Die Digitalisierung bringt neue Geschäftsmodelle mit sich. Das ist soweit kein Geheimnis. Spannend wird es, wenn man sich die Interaktion der Nutzer mit diesen neuen Angeboten anschaut und sich fragt, was etablierte Unternehmen von innovativen Vorreitern lernen können. Zum Beispiel von einem Museum, dessen wichtigste Ausstellungsstücke die Nutzer selber sind.

11.00 Uhr an einem Samstagmorgen in Köln. Eine Besucherschlange wartet vor dem ultrapinken Gebäude im Stadtteil Ehrenfeld. Sie sind nicht nur aus der Nähe gekommen, sondern aus ganz Deutschland angereist. Das Supercandy Pop-Up Museum ist Ziel für Instagram-Fans und Tagesausflügler jeder Altersgruppe. Manch einer kommt nur als Begleitung mit. Andere haben aufwändig Fotopläne, Outfits und Frisuren vorbereitet.
„Das ist ja mega!“, staunen zwei Mädels, als sich die Tür öffnet. Die Besucher haben Tickets für einen bestimmten Einlass-Zeitraum gekauft, für 29 Euro pro Person. Jede Gruppe darf 90 bis 120 Minuten in die bunte Landschaft eintauchen. Maximal 120 Personen gleichzeitig fasst das 1.200qm große Gebäude. Zeitweise ist die Nachfrage so groß, dass ganze Tage ausverkauft sind.
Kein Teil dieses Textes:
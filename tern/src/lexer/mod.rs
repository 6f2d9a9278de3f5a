pub mod token;


use std::{
    iter::{Enumerate, Peekable},
    num::ParseIntError,
    str::Chars,
};
use tern_evaluator::Span;
use thiserror::Error;

use self::token::{Symbol, Token, TokenKind};

type CharStream<'a> = Peekable<Enumerate<Chars<'a>>>;

/// Signals an error encountered during lexing.
///
/// Spans count characters, not bytes.
#[derive(Debug, Error)]
pub enum LexError {
    #[error("unexpected character `{0}`")]
    UnexpectedChar(char, usize),
    #[error("could not parse {0} as an integer")]
    CouldntParseInt(String, usize, #[source] ParseIntError),
}

impl LexError {
    pub fn span(&self) -> Span {
        match self {
            LexError::UnexpectedChar(_, start) => Span::new(*start, 1),
            LexError::CouldntParseInt(num_str, start, _) => Span::new(*start, num_str.len()),
        }
    }
}

/// Keeps the lexer state during lexing.
struct Lexer<'src> {
    chars: CharStream<'src>,
}

impl<'src> Lexer<'src> {
    fn new(source: &'src str) -> Self {
        Self {
            chars: source.chars().enumerate().peekable(),
        }
    }

    /// Returns a token composed of just the current character.
    fn one_char_token(&mut self, start: usize, kind: TokenKind) -> Token {
        self.chars.next();
        Token::new(kind, Span::new(start, 1))
    }

    /// Try and yield the token that best fits the input.
    /// Returns Ok(Some(...)) if a token was lexed,
    /// Ok(None) if the source stream was exhausted,
    /// or Err(...) if an error occurred.
    fn lex_one_token(&mut self) -> Result<Option<Token>, LexError> {
        let (idx, c) = match self.chars.peek() {
            Some(&(idx, c)) => (idx, c),
            None => return Ok(None),
        };

        let token = match c {
            'A'..='Z' | 'a'..='z' | '_' => self.consume_ident_or_keyword(idx),
            '0'..='9' => self.consume_number(idx)?,

            '=' => self.one_char_token(idx, TokenKind::Symbol(Symbol::Equals)),
            ';' => self.one_char_token(idx, TokenKind::Symbol(Symbol::Semicolon)),
            '+' => self.one_char_token(idx, TokenKind::Symbol(Symbol::Plus)),
            '-' => self.one_char_token(idx, TokenKind::Symbol(Symbol::Minus)),
            '*' => self.one_char_token(idx, TokenKind::Symbol(Symbol::Star)),
            '(' => self.one_char_token(idx, TokenKind::Symbol(Symbol::OpenParen)),
            ')' => self.one_char_token(idx, TokenKind::Symbol(Symbol::CloseParen)),

            '/' => {
                self.chars.next();

                match self.chars.peek() {
                    Some((_, '/')) => {
                        while self
                            .chars
                            .next_if(|(_, c)| *c != '\n' && *c != '\r')
                            .is_some()
                        {}

                        Token::new(TokenKind::Whitespace, Span::new(idx, 1))
                    },

                    // There is no division
                    _ => return Err(LexError::UnexpectedChar('/', idx)),
                }
            },

            c if c.is_whitespace() => self.one_char_token(idx, TokenKind::Whitespace),

            _ => return Err(LexError::UnexpectedChar(c, idx)),
        };

        Ok(Some(token))
    }

    /// Take every character that could be considered part of an identifier
    /// and produce an `IdentOrKeyword` token.
    fn consume_ident_or_keyword(&mut self, start: usize) -> Token {
        let mut res = String::new();

        while let Some((_, c)) = self
            .chars
            .next_if(|(_, c)| matches!(c, 'A'..='Z' | 'a'..='z' | '_' | '0'..='9'))
        {
            res.push(c);
        }

        let span = Span::new(start, res.len());
        Token::new(TokenKind::IdentOrKeyword(res), span)
    }

    fn consume_number(&mut self, start: usize) -> Result<Token, LexError> {
        let mut num_str = String::new();

        while let Some((_, c)) = self.chars.next_if(|(_, c)| c.is_ascii_digit()) {
            num_str.push(c);
        }

        match num_str.parse::<i64>() {
            Ok(value) => {
                let span = Span::new(start, num_str.len());
                Ok(Token::new(TokenKind::Integer(value), span))
            },

            Err(err) => Err(LexError::CouldntParseInt(num_str, start, err)),
        }
    }
}

/// Turn a source stream into a `Vec` of `Token`s
pub fn lex(source: &str) -> Result<Vec<Token>, LexError> {
    let mut lexer = Lexer::new(source);
    let mut res = Vec::new();

    while let Some(token) = lexer.lex_one_token()? {
        if token.kind != TokenKind::Whitespace {
            res.push(token);
        }
    }

    Ok(res)
}
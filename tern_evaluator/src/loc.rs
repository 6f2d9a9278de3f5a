use std::{
    cmp::{max, min},
    fmt,
    ops::Range,
    rc::Rc,
};

/// Identifies a source file known to the embedding compiler.
#[derive(Clone, Copy, Debug, Eq, Hash, Ord, PartialEq, PartialOrd)]
pub struct FileId(u32);

impl FileId {
    pub const fn new(id: u32) -> Self {
        Self(id)
    }

    pub const fn index(self) -> usize {
        self.0 as usize
    }
}

impl fmt::Display for FileId {
    fn fmt(&self, f: &mut fmt::Formatter<'_>) -> fmt::Result {
        write!(f, "file#{}", self.0)
    }
}

/// Represents a highlighted span in a source
/// listing.
#[derive(Clone, Copy, Debug, Eq, Hash, PartialEq)]
pub struct Span {
    pub start: usize,
    pub length: usize,
}

impl Span {
    pub const fn new(start: usize, length: usize) -> Self {
        Self { start, length }
    }

    /// Create an empty span that highlights nothing.
    pub const fn empty() -> Self {
        Self {
            start: 0,
            length: 0,
        }
    }

    pub const fn is_empty(&self) -> bool {
        self.length == 0
    }

    pub const fn end(&self) -> usize {
        self.start + self.length
    }

    /// Adjust this span so that it contains `other`.
    /// For instance, if we have two spans:
    /// ```text
    /// let x = a + b;
    ///         ^   ^
    ///    span_a   span_b
    /// ```
    ///
    /// ...then `span_a.grow_to_contain(&span_b)` would make `span_a` cover
    /// `a + b`. `span_b.grow_to_contain(&span_a)` would produce the same
    /// result.
    pub fn grow_to_contain(&mut self, other: &Span) {
        if other.is_empty() {
            // x + 0 = x,
            // so we don't need to do anything
        } else if self.is_empty() {
            // 0 + x = x,
            // so we must take on the value of other
            *self = *other;
        } else {
            // Span from where the earliest start to the latest end
            let start = min(self.start, other.start);
            let end = max(self.end(), other.end());
            self.start = start;
            self.length = end - start;
        }
    }
}

impl Default for Span {
    fn default() -> Self {
        Self::empty()
    }
}

impl From<Span> for Range<usize> {
    fn from(span: Span) -> Self {
        span.start..span.end()
    }
}

/// A span within a particular file.
#[derive(Clone, Copy, Debug, Eq, Hash, PartialEq)]
pub struct SourceLoc {
    pub file: FileId,
    pub span: Span,
}

impl SourceLoc {
    pub const fn new(file: FileId, span: Span) -> Self {
        Self { file, span }
    }
}

impl fmt::Display for SourceLoc {
    fn fmt(&self, f: &mut fmt::Formatter<'_>) -> fmt::Result {
        write!(f, "{}@{}..{}", self.file, self.span.start, self.span.end())
    }
}

/// Implemented by anything that may be used as a request input.
///
/// Inputs that can point somewhere in the source override
/// [`nearest_loc`](NearestLoc::nearest_loc); everything else keeps the
/// default and is skipped when a request looks for a location to attach
/// diagnostics to.
pub trait NearestLoc {
    fn nearest_loc(&self) -> Option<SourceLoc> {
        None
    }
}

macro_rules! no_source_loc {
    ($($typ:ty),* $(,)?) => {
        $(impl NearestLoc for $typ {})*
    };
}

no_source_loc!(
    (), bool, char, i8, i16, i32, i64, i128, isize, u8, u16, u32, u64, u128, usize, str, String,
);

impl NearestLoc for SourceLoc {
    fn nearest_loc(&self) -> Option<SourceLoc> {
        Some(*self)
    }
}

/// A file on its own points at its start.
impl NearestLoc for FileId {
    fn nearest_loc(&self) -> Option<SourceLoc> {
        Some(SourceLoc::new(*self, Span::empty()))
    }
}

impl<T: NearestLoc + ?Sized> NearestLoc for &T {
    fn nearest_loc(&self) -> Option<SourceLoc> {
        (**self).nearest_loc()
    }
}

impl<T: NearestLoc + ?Sized> NearestLoc for Rc<T> {
    fn nearest_loc(&self) -> Option<SourceLoc> {
        (**self).nearest_loc()
    }
}

impl<T: NearestLoc> NearestLoc for Option<T> {
    fn nearest_loc(&self) -> Option<SourceLoc> {
        self.as_ref().and_then(NearestLoc::nearest_loc)
    }
}

impl<T: NearestLoc> NearestLoc for [T] {
    fn nearest_loc(&self) -> Option<SourceLoc> {
        self.iter().find_map(NearestLoc::nearest_loc)
    }
}

impl<T: NearestLoc> NearestLoc for Vec<T> {
    fn nearest_loc(&self) -> Option<SourceLoc> {
        self.as_slice().nearest_loc()
    }
}

/// A request input that holds one of two alternatives.
#[derive(Clone, Copy, Debug, Eq, Hash, PartialEq)]
pub enum Either<L, R> {
    Left(L),
    Right(R),
}

impl<L: NearestLoc, R: NearestLoc> NearestLoc for Either<L, R> {
    fn nearest_loc(&self) -> Option<SourceLoc> {
        match self {
            Either::Left(left) => left.nearest_loc(),
            Either::Right(right) => right.nearest_loc(),
        }
    }
}

#[cfg(test)]
mod tests {
    use super::*;

    #[test]
    fn grow_to_contain_low_high() {
        // foo + foo = foo
        // ^       ^   ^^^
        let mut span_a = Span::new(0, 1);
        let span_b = Span::new(2, 1);
        span_a.grow_to_contain(&span_b);

        assert_eq!(span_a, Span::new(0, 3));
    }

    #[test]
    fn grow_to_contain_high_low() {
        // foo + foo = foo
        //   ^   ^     ^^^
        let mut span_a = Span::new(2, 1);
        let span_b = Span::new(0, 1);
        span_a.grow_to_contain(&span_b);

        assert_eq!(span_a, Span::new(0, 3));
    }

    #[test]
    fn grow_to_contain_empty() {
        let mut span_a = Span::empty();
        let span_b = Span::new(4, 2);
        span_a.grow_to_contain(&span_b);
        assert_eq!(span_a, span_b);

        span_a.grow_to_contain(&Span::empty());
        assert_eq!(span_a, span_b);
    }

    #[test]
    fn either_reports_the_active_alternative() {
        let loc = SourceLoc::new(FileId::new(3), Span::new(10, 2));
        let left: Either<SourceLoc, u32> = Either::Left(loc);
        let right: Either<SourceLoc, u32> = Either::Right(7);

        assert_eq!(left.nearest_loc(), Some(loc));
        assert_eq!(right.nearest_loc(), None);
    }

    #[test]
    fn wrappers_forward_to_the_inner_value() {
        let loc = SourceLoc::new(FileId::new(1), Span::new(0, 1));
        assert_eq!(Some(Rc::new(loc)).nearest_loc(), Some(loc));
        assert_eq!(vec![None, Some(loc)].nearest_loc(), Some(loc));
        assert_eq!(None::<SourceLoc>.nearest_loc(), None);
    }
}
//! The compiler's phases, phrased as requests.

mod ir_gen;
mod name_lookup;
mod parse;
mod type_check;


use tern_evaluator::Evaluator;

pub use self::{ir_gen::EmitIr, type_check::CheckModule};

/// Installs the computation of every request type, one zone at a time.
pub fn register_requests(evaluator: &mut Evaluator) {
    evaluator.register_request_functions(parse::functions());
    evaluator.register_request_functions(name_lookup::functions());
    evaluator.register_request_functions(type_check::functions());
    evaluator.register_request_functions(ir_gen::functions());
}
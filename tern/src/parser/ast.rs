use std::{
    fmt,
    hash::{Hash, Hasher},
    ops::Deref,
    rc::Rc,
};

use tern_evaluator::{Name, NearestLoc, SourceLoc, Span};

use crate::source::SourceFileRef;

#[derive(Clone, Copy, Debug, Eq, Hash, PartialEq)]
pub enum UnaryOperator {
    /// `-`
    Negative,
}

impl fmt::Display for UnaryOperator {
    fn fmt(&self, f: &mut fmt::Formatter<'_>) -> fmt::Result {
        match self {
            UnaryOperator::Negative => write!(f, "-"),
        }
    }
}

#[derive(Clone, Copy, Debug, Eq, Hash, PartialEq)]
pub enum BinaryOperator {
    /// `+`
    Add,
    /// `-`
    Subtract,
    /// `*`
    Multiply,
}

impl fmt::Display for BinaryOperator {
    fn fmt(&self, f: &mut fmt::Formatter<'_>) -> fmt::Result {
        match self {
            BinaryOperator::Add => write!(f, "+"),
            BinaryOperator::Subtract => write!(f, "-"),
            BinaryOperator::Multiply => write!(f, "*"),
        }
    }
}

#[derive(Clone, Debug, Eq, PartialEq)]
pub enum ExpressionKind {
    Integer(i64),
    Identifier(Name),
    UnaryOperation(UnaryOperator, Box<Expression>),
    BinaryOperation(Box<Expression>, BinaryOperator, Box<Expression>),
}

#[derive(Clone, Debug, Eq, PartialEq)]
pub struct Expression {
    pub kind: ExpressionKind,
    pub span: Span,
}

impl Expression {
    pub fn new(kind: ExpressionKind, span: Span) -> Self {
        Self { kind, span }
    }
}

impl fmt::Display for Expression {
    fn fmt(&self, f: &mut fmt::Formatter<'_>) -> fmt::Result {
        match &self.kind {
            ExpressionKind::Integer(value) => write!(f, "{}", value),
            ExpressionKind::Identifier(name) => write!(f, "{}", name),
            ExpressionKind::UnaryOperation(op, expr) => write!(f, "({}{})", op, expr),
            ExpressionKind::BinaryOperation(lhs, op, rhs) => {
                write!(f, "({} {} {})", lhs, op, rhs)
            },
        }
    }
}

/// `let name = value;`
#[derive(Debug)]
pub struct Declaration {
    pub source: SourceFileRef,
    pub name: Name,
    pub name_span: Span,
    pub value: Expression,
    pub span: Span,
}

/// A shared handle to a [`Declaration`], compared by address.
#[derive(Clone)]
pub struct DeclRef(Rc<Declaration>);

impl DeclRef {
    pub fn new(decl: Declaration) -> Self {
        Self(Rc::new(decl))
    }
}

impl PartialEq for DeclRef {
    fn eq(&self, other: &Self) -> bool {
        Rc::ptr_eq(&self.0, &other.0)
    }
}

impl Eq for DeclRef {}

impl Hash for DeclRef {
    fn hash<H: Hasher>(&self, state: &mut H) {
        (Rc::as_ptr(&self.0) as usize).hash(state);
    }
}

impl Deref for DeclRef {
    type Target = Declaration;

    fn deref(&self) -> &Self::Target {
        &self.0
    }
}

impl fmt::Debug for DeclRef {
    fn fmt(&self, f: &mut fmt::Formatter<'_>) -> fmt::Result {
        write!(f, "{}", self.name)
    }
}

/// Diagnostics about a declaration point at its name.
impl NearestLoc for DeclRef {
    fn nearest_loc(&self) -> Option<SourceLoc> {
        Some(SourceLoc::new(self.source.id(), self.name_span))
    }
}

#[derive(Debug)]
pub struct Module {
    pub declarations: Vec<DeclRef>,
}

impl Module {
    /// The first declaration of `name`, if any.
    pub fn find(&self, name: &str) -> Option<&DeclRef> {
        self.declarations.iter().find(|decl| &*decl.name == name)
    }
}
Bevor es ins eigentliche Museum geht, gibt es eine Einweisung und eine Runde Gummitiere zur Stärkung.

Dann geht’s los:
Langsam und hintereinander tasten sich die Kreativen ins Vergnügen vor. Erst einmal herrscht Berührungsangst, weil man so etwas nicht kennt. Das ändert sich aber schnell. „In den Räumen fühlen sich dann alle wieder wie Kinder“, erklärt eine Mitarbeiterin.
Den Einstieg bildet ein Raum bestehend aus Luftballon-Wänden. Ein bisschen Fashion-Show, ein bisschen Kindergeburtstag. Von hinter der Kamera kommen Anweisungen: „Jetzt den Ballon einmal hochwerfen.“ Und dann wieder Selfies. Manches Accessoire offenbart spannende Perspektiven. In der Spiegel-Sonnenbrille einer Besucherin wirken die pinken Ballons besonders interessant. So bekommen die zahlreichen Besucher trotz gleicher Kulissen völlig unterschiedliche Fotos.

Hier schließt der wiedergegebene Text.